Anche Russo è d’accordo, riguardo al fastidio: “Nel 2012 in un convegno a Saragozza organizzato dalle grandi multinazionali del settore, è uscito che la quota di prodotto ‘tradizionale’ deve essere ridotta, altrimenti si danneggia lo sviluppo del metodo ‘intensivo’. Insomma, i piccoli danno fastidio ai grandi, anche perché il prodotto realizzato con metodi tradizionale e da piante secolari mantiene i polifenoli (antinfiammatori e antibatterici) per due anni, mentre quelli spagnoli al massimo per otto mesi. Ah, in questi mesi ho visto tanti agricoltori distrutti, arresi, ma tanti altri pronti a difendere il territorio e la sua storia”. Ed è vero.

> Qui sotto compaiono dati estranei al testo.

//! Key mapping from terminal events to game actions.

use crate::types::GameAction;
use crossterm::event::{KeyCode, KeyEvent, KeyEventKind, KeyModifiers};

/// Map keyboard input to game actions.
///
/// Release events never map. Auto-repeat maps like a fresh press so holding a
/// direction keeps moving the piece.
pub fn handle_key_event(key: KeyEvent) -> Option<GameAction> {
    if key.kind == KeyEventKind::Release || key.modifiers.contains(KeyModifiers::CONTROL) {
        return None;
    }

    match key.code {
        // Movement
        KeyCode::Left | KeyCode::Char('h') | KeyCode::Char('H') | KeyCode::Char('a') | KeyCode::Char('A') => {
            Some(GameAction::MoveLeft)
        }
        KeyCode::Right | KeyCode::Char('l') | KeyCode::Char('L') | KeyCode::Char('d') | KeyCode::Char('D') => {
            Some(GameAction::MoveRight)
        }
        KeyCode::Down | KeyCode::Char('j') | KeyCode::Char('J') | KeyCode::Char('s') | KeyCode::Char('S') => {
            Some(GameAction::SoftDrop)
        }

        // Rotation (clockwise only)
        KeyCode::Up
        | KeyCode::Char('k')
        | KeyCode::Char('K')
        | KeyCode::Char('w')
        | KeyCode::Char('W') => Some(GameAction::Rotate),

        // Actions
        KeyCode::Char(' ') => Some(GameAction::HardDrop),
        KeyCode::Char('p') | KeyCode::Char('P') => Some(GameAction::TogglePause),
        KeyCode::Char('r') | KeyCode::Char('R') => Some(GameAction::Reset),

        _ => None,
    }
}

/// Check if key should quit the game.
pub fn should_quit(key: KeyEvent) -> bool {
    if key.kind == KeyEventKind::Release {
        return false;
    }
    matches!(key.code, KeyCode::Char('q') | KeyCode::Char('Q'))
        || (key.code == KeyCode::Char('c') && key.modifiers.contains(KeyModifiers::CONTROL))
}
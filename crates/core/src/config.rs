//! Configuration for a game session

use crate::error::{ConfigError, Result};
use crate::shape::MAX_SHAPE_SIZE;
use crate::types::{BOARD_HEIGHT, BOARD_WIDTH};

/// Smallest board edge: every piece must fit at spawn
pub const MIN_BOARD_EDGE: usize = MAX_SHAPE_SIZE;

/// Largest board edge
pub const MAX_BOARD_EDGE: usize = 64;

/// Main configuration for a session
#[derive(Debug, Clone, PartialEq, Eq)]
pub struct GameConfig {
    /// Board width in cells
    pub width: usize,

    /// Board height in cells
    pub height: usize,

    /// Piece RNG seed (OS entropy if None)
    pub seed: Option<u64>,
}

impl Default for GameConfig {
    fn default() -> Self {
        Self {
            width: BOARD_WIDTH,
            height: BOARD_HEIGHT,
            seed: None,
        }
    }
}

impl GameConfig {
    /// Create a new configuration with default values
    pub fn new() -> Self {
        Self::default()
    }

    /// Set the board dimensions
    pub fn with_size(mut self, width: usize, height: usize) -> Self {
        self.width = width;
        self.height = height;
        self
    }

    /// Set the piece RNG seed
    pub fn with_seed(mut self, seed: u64) -> Self {
        self.seed = Some(seed);
        self
    }

    /// Check the dimensions are within `MIN_BOARD_EDGE..=MAX_BOARD_EDGE`
    pub fn validate(&self) -> Result<()> {
        let range = MIN_BOARD_EDGE..=MAX_BOARD_EDGE;
        if !range.contains(&self.width) {
            return Err(ConfigError::InvalidWidth {
                width: self.width,
                min: MIN_BOARD_EDGE,
                max: MAX_BOARD_EDGE,
            });
        }
        if !range.contains(&self.height) {
            return Err(ConfigError::InvalidHeight {
                height: self.height,
                min: MIN_BOARD_EDGE,
                max: MAX_BOARD_EDGE,
            });
        }
        Ok(())
    }
}
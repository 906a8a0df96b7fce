//! Shape module - square bit grids describing tetromino occupancy
//!
//! A shape is an N×N grid (N in 1..=4) stored in a fixed 4×4 array so it stays
//! `Copy` and allocation-free. Cells outside the N×N window are always empty.
//! Rotation works on the shape as it currently is; there is no stored base
//! orientation to rotate from.

use std::fmt;

use arrayvec::ArrayVec;
use serde::{Deserialize, Serialize};

/// Largest supported shape edge (the I piece)
pub const MAX_SHAPE_SIZE: usize = 4;

/// Maximum number of occupied cells a shape can have
pub const MAX_SHAPE_CELLS: usize = MAX_SHAPE_SIZE * MAX_SHAPE_SIZE;

/// Occupied cell offsets `(x, y)` relative to the shape's top-left corner
pub type ShapeCells = ArrayVec<(i32, i32), MAX_SHAPE_CELLS>;

/// Square occupancy grid, row-major with row 0 at the top.
#[derive(Debug, Clone, Copy, PartialEq, Eq, Hash, Serialize, Deserialize)]
#[serde(try_from = "RawShape")]
pub struct Shape {
    size: u8,
    bits: [[bool; MAX_SHAPE_SIZE]; MAX_SHAPE_SIZE],
}

impl Shape {
    /// Build a shape from an N×N grid of 0/1 values.
    ///
    /// Intended for static tables; N must be between 1 and 4.
    pub const fn from_rows<const N: usize>(rows: [[u8; N]; N]) -> Self {
        assert!(N >= 1 && N <= MAX_SHAPE_SIZE, "shape must be 1x1 up to 4x4");

        let mut bits = [[false; MAX_SHAPE_SIZE]; MAX_SHAPE_SIZE];
        let mut y = 0;
        while y < N {
            let mut x = 0;
            while x < N {
                bits[y][x] = rows[y][x] != 0;
                x += 1;
            }
            y += 1;
        }

        Self {
            size: N as u8,
            bits,
        }
    }

    /// Edge length N of the bounding square
    pub fn size(&self) -> usize {
        self.size as usize
    }

    /// Width used for spawn centering (equal to the edge length)
    pub fn width(&self) -> usize {
        self.size()
    }

    /// Whether the cell at `(x, y)` is occupied. Out-of-range reads are empty.
    pub fn get(&self, x: usize, y: usize) -> bool {
        x < self.size() && y < self.size() && self.bits[y][x]
    }

    /// Rotate 90° clockwise: transpose, then reverse each row.
    ///
    /// Pure index shuffling, so four rotations reproduce the input exactly.
    pub fn rotated_cw(&self) -> Self {
        let n = self.size();
        let mut bits = [[false; MAX_SHAPE_SIZE]; MAX_SHAPE_SIZE];
        for (y, row) in bits.iter_mut().enumerate().take(n) {
            for (x, bit) in row.iter_mut().enumerate().take(n) {
                *bit = self.bits[n - 1 - x][y];
            }
        }
        Self {
            size: self.size,
            bits,
        }
    }

    /// Offsets of every occupied cell, in row-major order
    pub fn cells(&self) -> ShapeCells {
        let mut out = ShapeCells::new();
        let n = self.size();
        for y in 0..n {
            for x in 0..n {
                if self.bits[y][x] {
                    out.push((x as i32, y as i32));
                }
            }
        }
        out
    }

    /// Number of occupied cells
    pub fn cell_count(&self) -> usize {
        self.bits.iter().flatten().filter(|&&b| b).count()
    }
}

/// Unchecked wire form of [`Shape`]
#[derive(Deserialize)]
struct RawShape {
    size: u8,
    bits: [[bool; MAX_SHAPE_SIZE]; MAX_SHAPE_SIZE],
}

impl TryFrom<RawShape> for Shape {
    type Error = &'static str;

    fn try_from(raw: RawShape) -> Result<Self, Self::Error> {
        let n = raw.size as usize;
        if !(1..=MAX_SHAPE_SIZE).contains(&n) {
            return Err("shape size must be between 1 and 4");
        }
        let outside = raw
            .bits
            .iter()
            .enumerate()
            .any(|(y, row)| row.iter().enumerate().any(|(x, &b)| b && (x >= n || y >= n)));
        if outside {
            return Err("shape has cells outside its size");
        }
        Ok(Self {
            size: raw.size,
            bits: raw.bits,
        })
    }
}

impl fmt::Display for Shape {
    fn fmt(&self, f: &mut fmt::Formatter<'_>) -> fmt::Result {
        let n = self.size();
        for y in 0..n {
            for x in 0..n {
                f.write_str(if self.bits[y][x] { "#" } else { "." })?;
            }
            if y + 1 < n {
                f.write_str("\n")?;
            }
        }
        Ok(())
    }
}

#[cfg(test)]
mod tests {
    use super::*;

    const T: Shape = Shape::from_rows([[0, 1, 0], [1, 1, 1], [0, 0, 0]]);

    #[test]
    fn from_rows_keeps_outside_window_empty() {
        assert_eq!(T.size(), 3);
        assert!(T.get(1, 0));
        assert!(!T.get(0, 0));
        assert!(!T.get(3, 3));
        assert!(!T.get(10, 0));
        assert_eq!(T.cell_count(), 4);
    }

    #[test]
    fn rotation_is_clockwise() {
        let r = T.rotated_cw();
        assert_eq!(r.to_string(), ".#.\n.##\n.#.");
        let r2 = r.rotated_cw();
        assert_eq!(r2.to_string(), "...\n###\n.#.");
    }

    #[test]
    fn cells_are_row_major() {
        let cells = T.cells();
        assert_eq!(cells.as_slice(), &[(1, 0), (0, 1), (1, 1), (2, 1)]);
    }

    #[test]
    fn four_rotations_are_identity_for_every_size() {
        let shapes = [
            Shape::from_rows([[1]]),
            Shape::from_rows([[1, 0], [1, 1]]),
            T,
            Shape::from_rows([[0, 0, 0, 0], [1, 1, 1, 1], [0, 0, 0, 0], [0, 0, 0, 0]]),
        ];
        for shape in shapes {
            let back = shape.rotated_cw().rotated_cw().rotated_cw().rotated_cw();
            assert_eq!(back, shape);
        }
    }

    #[test]
    fn deserialize_checks_size_and_window() {
        let json = serde_json::to_string(&T).unwrap();
        let back: Shape = serde_json::from_str(&json).unwrap();
        assert_eq!(back, T);

        let f = [false; 4];
        let too_big = serde_json::json!({ "size": 5, "bits": [f, f, f, f] });
        assert!(serde_json::from_value::<Shape>(too_big).is_err());

        let stray = serde_json::json!({
            "size": 2,
            "bits": [f, f, [false, false, true, false], f],
        });
        assert!(serde_json::from_value::<Shape>(stray).is_err());
    }
}
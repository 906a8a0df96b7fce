//! Session module - the game state machine
//!
//! A [`Session`] owns the board, the current and next pieces, the score and
//! the level. It moves between three states:
//!
//! - **Running**: gravity ticks and movement intents apply.
//! - **Paused**: everything except pause toggling and reset is inert.
//! - **GameOver**: terminal; only reset leaves it.
//!
//! The session keeps no clock of its own. Whoever drives it calls
//! [`Session::tick`] once per gravity period and reads
//! [`Session::drop_interval_ms`] to know how long that period is.

use serde::Serialize;
use tracing::{debug, info};

use crate::board::Board;
use crate::config::GameConfig;
use crate::error::Result;
use crate::piece::{hard_drop_distance, rotate, spawn, try_move, Piece};
use crate::rng::{PieceSource, RandomPieces};
use crate::scoring::{
    drop_interval_ms, format_score, hard_drop_points, level_for_score, line_clear_points,
};
use crate::snapshot::{GameSnapshot, PieceSnapshot};
use crate::types::{GameAction, MIN_LEVEL};

/// Lifecycle state of a session
#[derive(Debug, Clone, Copy, PartialEq, Eq, Hash, Serialize)]
pub enum SessionState {
    Running,
    Paused,
    GameOver,
}

/// What happened when a piece landed
#[derive(Debug, Clone, Copy, PartialEq, Eq)]
pub struct Landing {
    pub lines_cleared: usize,
    /// Points awarded for the cleared rows
    pub points: u32,
    pub level_changed: bool,
    /// The piece that replaced the landed one does not fit
    pub game_over: bool,
}

/// Result of one gravity tick
#[derive(Debug, Clone, Copy, PartialEq, Eq)]
pub enum TickOutcome {
    /// Not running; nothing changed
    Ignored,
    /// The current piece moved down one row
    Fell,
    /// The current piece could not fall and was merged into the board
    Landed(Landing),
    /// The current piece does not fit where it is (blocked spawn)
    ToppedOut,
}

/// Complete game state
#[derive(Debug, Clone)]
pub struct Session<S = RandomPieces> {
    board: Board,
    current: Piece,
    next: Piece,
    score: u32,
    level: u32,
    state: SessionState,
    source: S,
}

impl Session<RandomPieces> {
    /// Validate `config` and start a game with uniformly random pieces
    pub fn new(config: &GameConfig) -> Result<Self> {
        let source = match config.seed {
            Some(seed) => RandomPieces::new(seed),
            None => RandomPieces::from_entropy(),
        };
        Self::with_source(config, source)
    }
}

impl<S: PieceSource> Session<S> {
    /// Validate `config` and start a game drawing pieces from `source`
    pub fn with_source(config: &GameConfig, source: S) -> Result<Self> {
        config.validate()?;
        Ok(Self::with_board(
            Board::new(config.width, config.height),
            source,
        ))
    }

    /// Start a running game on an existing board.
    ///
    /// Spawns `current` and `next` immediately. If the board already blocks
    /// the spawn, the first tick ends the game.
    pub fn with_board(board: Board, mut source: S) -> Self {
        let current = spawn(&mut source, board.width());
        let next = spawn(&mut source, board.width());
        Self {
            board,
            current,
            next,
            score: 0,
            level: MIN_LEVEL,
            state: SessionState::Running,
            source,
        }
    }

    /// Restore a score; the level is derived from it
    pub fn with_score(mut self, score: u32) -> Self {
        self.score = score;
        self.level = level_for_score(score);
        self
    }

    pub fn board(&self) -> &Board {
        &self.board
    }

    pub fn current(&self) -> &Piece {
        &self.current
    }

    pub fn next(&self) -> &Piece {
        &self.next
    }

    pub fn score(&self) -> u32 {
        self.score
    }

    /// Score zero-padded for display
    pub fn score_display(&self) -> String {
        format_score(self.score)
    }

    pub fn level(&self) -> u32 {
        self.level
    }

    pub fn state(&self) -> SessionState {
        self.state
    }

    pub fn is_running(&self) -> bool {
        self.state == SessionState::Running
    }

    pub fn is_paused(&self) -> bool {
        self.state == SessionState::Paused
    }

    pub fn is_game_over(&self) -> bool {
        self.state == SessionState::GameOver
    }

    /// Gravity period for the current level
    pub fn drop_interval_ms(&self) -> u32 {
        drop_interval_ms(self.level)
    }

    pub fn source(&self) -> &S {
        &self.source
    }

    /// Apply one gravity tick
    pub fn tick(&mut self) -> TickOutcome {
        if !self.is_running() {
            return TickOutcome::Ignored;
        }

        if !self.current.fits(&self.board) {
            self.end_game();
            return TickOutcome::ToppedOut;
        }

        match try_move(&self.current, &self.board, 0, 1) {
            Some(moved) => {
                self.current = moved;
                TickOutcome::Fell
            }
            None => TickOutcome::Landed(self.land()),
        }
    }

    /// Merge the current piece, clear rows, score, and bring in the next piece
    fn land(&mut self) -> Landing {
        self.board.merge(&self.current);
        let lines_cleared = self.board.clear_full_rows();

        let mut points = 0;
        let mut level_changed = false;
        if lines_cleared > 0 {
            let score_before = self.score;
            points = line_clear_points(lines_cleared, self.level);
            self.score = self.score.saturating_add(points);

            // Level follows the score as it was before this award.
            let level = level_for_score(score_before);
            if level != self.level {
                info!(from = self.level, to = level, "level changed");
                level_changed = true;
                self.level = level;
            }
        }

        debug!(
            kind = self.current.kind.as_str(),
            x = self.current.position.x,
            y = self.current.position.y,
            lines_cleared,
            points,
            score = self.score,
            "piece landed"
        );

        self.current = self.next;
        self.next = spawn(&mut self.source, self.board.width());

        let game_over = !self.current.fits(&self.board);
        if game_over {
            self.end_game();
        }

        Landing {
            lines_cleared,
            points,
            level_changed,
            game_over,
        }
    }

    fn end_game(&mut self) {
        self.state = SessionState::GameOver;
        info!(score = self.score, level = self.level, "game over");
    }

    fn shift(&mut self, dx: i32, dy: i32) -> bool {
        if !self.is_running() {
            return false;
        }
        match try_move(&self.current, &self.board, dx, dy) {
            Some(moved) => {
                self.current = moved;
                true
            }
            None => false,
        }
    }

    pub fn move_left(&mut self) -> bool {
        self.shift(-1, 0)
    }

    pub fn move_right(&mut self) -> bool {
        self.shift(1, 0)
    }

    /// Move down one row if possible. Never lands the piece.
    pub fn soft_drop(&mut self) -> bool {
        self.shift(0, 1)
    }

    /// Rotate clockwise; returns whether the shape changed
    pub fn rotate(&mut self) -> bool {
        if !self.is_running() {
            return false;
        }
        let rotated = rotate(&self.current, &self.board);
        let changed = rotated != self.current;
        self.current = rotated;
        changed
    }

    /// Drop the current piece to its resting row and return the points earned.
    ///
    /// The piece is only repositioned; it lands on the next tick.
    pub fn hard_drop(&mut self) -> u32 {
        if !self.is_running() {
            return 0;
        }
        let distance = hard_drop_distance(&self.current, &self.board);
        self.current = self.current.shifted(0, distance as i32);
        let points = hard_drop_points(distance);
        self.score = self.score.saturating_add(points);
        points
    }

    /// Flip between Running and Paused. Has no effect after game over.
    pub fn toggle_pause(&mut self) -> bool {
        let paused = !self.is_paused();
        self.set_paused(paused)
    }

    /// Enter or leave Paused; returns whether the state changed
    pub fn set_paused(&mut self, paused: bool) -> bool {
        let target = match (self.state, paused) {
            (SessionState::Running, true) => SessionState::Paused,
            (SessionState::Paused, false) => SessionState::Running,
            _ => return false,
        };
        self.state = target;
        debug!(paused, "pause toggled");
        true
    }

    /// Start over: empty board, zero score, level 1, fresh pieces
    pub fn reset(&mut self) {
        self.board.reset();
        self.score = 0;
        self.level = MIN_LEVEL;
        self.state = SessionState::Running;
        self.current = spawn(&mut self.source, self.board.width());
        self.next = spawn(&mut self.source, self.board.width());
        info!("session reset");
    }

    /// Apply a player intent; returns whether anything changed
    pub fn apply_action(&mut self, action: GameAction) -> bool {
        if action.is_movement() && !self.is_running() {
            return false;
        }
        match action {
            GameAction::MoveLeft => self.move_left(),
            GameAction::MoveRight => self.move_right(),
            GameAction::SoftDrop => self.soft_drop(),
            GameAction::Rotate => self.rotate(),
            GameAction::HardDrop => {
                let before = self.current;
                self.hard_drop();
                before != self.current
            }
            GameAction::TogglePause => self.toggle_pause(),
            GameAction::Reset => {
                self.reset();
                true
            }
        }
    }

    pub fn snapshot_into(&self, out: &mut GameSnapshot) {
        out.width = self.board.width();
        out.height = self.board.height();
        out.cells.clear();
        out.cells.extend_from_slice(self.board.cells());
        out.current = PieceSnapshot::from(self.current);
        out.next = PieceSnapshot::from(self.next);
        out.score = self.score;
        out.level = self.level;
        out.paused = self.is_paused();
        out.game_over = self.is_game_over();
    }

    pub fn snapshot(&self) -> GameSnapshot {
        let mut s = GameSnapshot::default();
        self.snapshot_into(&mut s);
        s
    }
}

La Francia ha chiuso le frontiere
Intanto però, tra teorie di complotto, allarmi, indagini e inchieste, c’è chi subisce i primi danni a latere: la Francia ha chiuso le sue frontiere, nessun prodotto agricolo pugliese può entrare, neanche le orchidee, eppure intorno a Nizza e Parigi si denunciano i primi focolai del batterio. Tir e container fermi alla frontiera a tempo indeterminato, temono il contagio sulle preziose vigne. E ancora: il turismo. L’idea della Xylella spaventa, l’allarme rende meno sereni, alcune strutture hanno registrato dei cali o delle rinunce, mentre “altri chiamano perché pensano di venire in Salento per dare l’addio a un paesaggio che probabilmente in futuro non vedranno più”, spiega Enrico, proprietario di un agriturismo vicino Gallipoli.
Cantano i Sud Sound System: “Ti tolgono anche la terra da sotto i piedi, si comprano tutto quello a cui tu tieni; mi dispiace per tutto quello che ci state togliendo. Ma siamo ancora qua, da qua non ce ne siamo mai andati!”.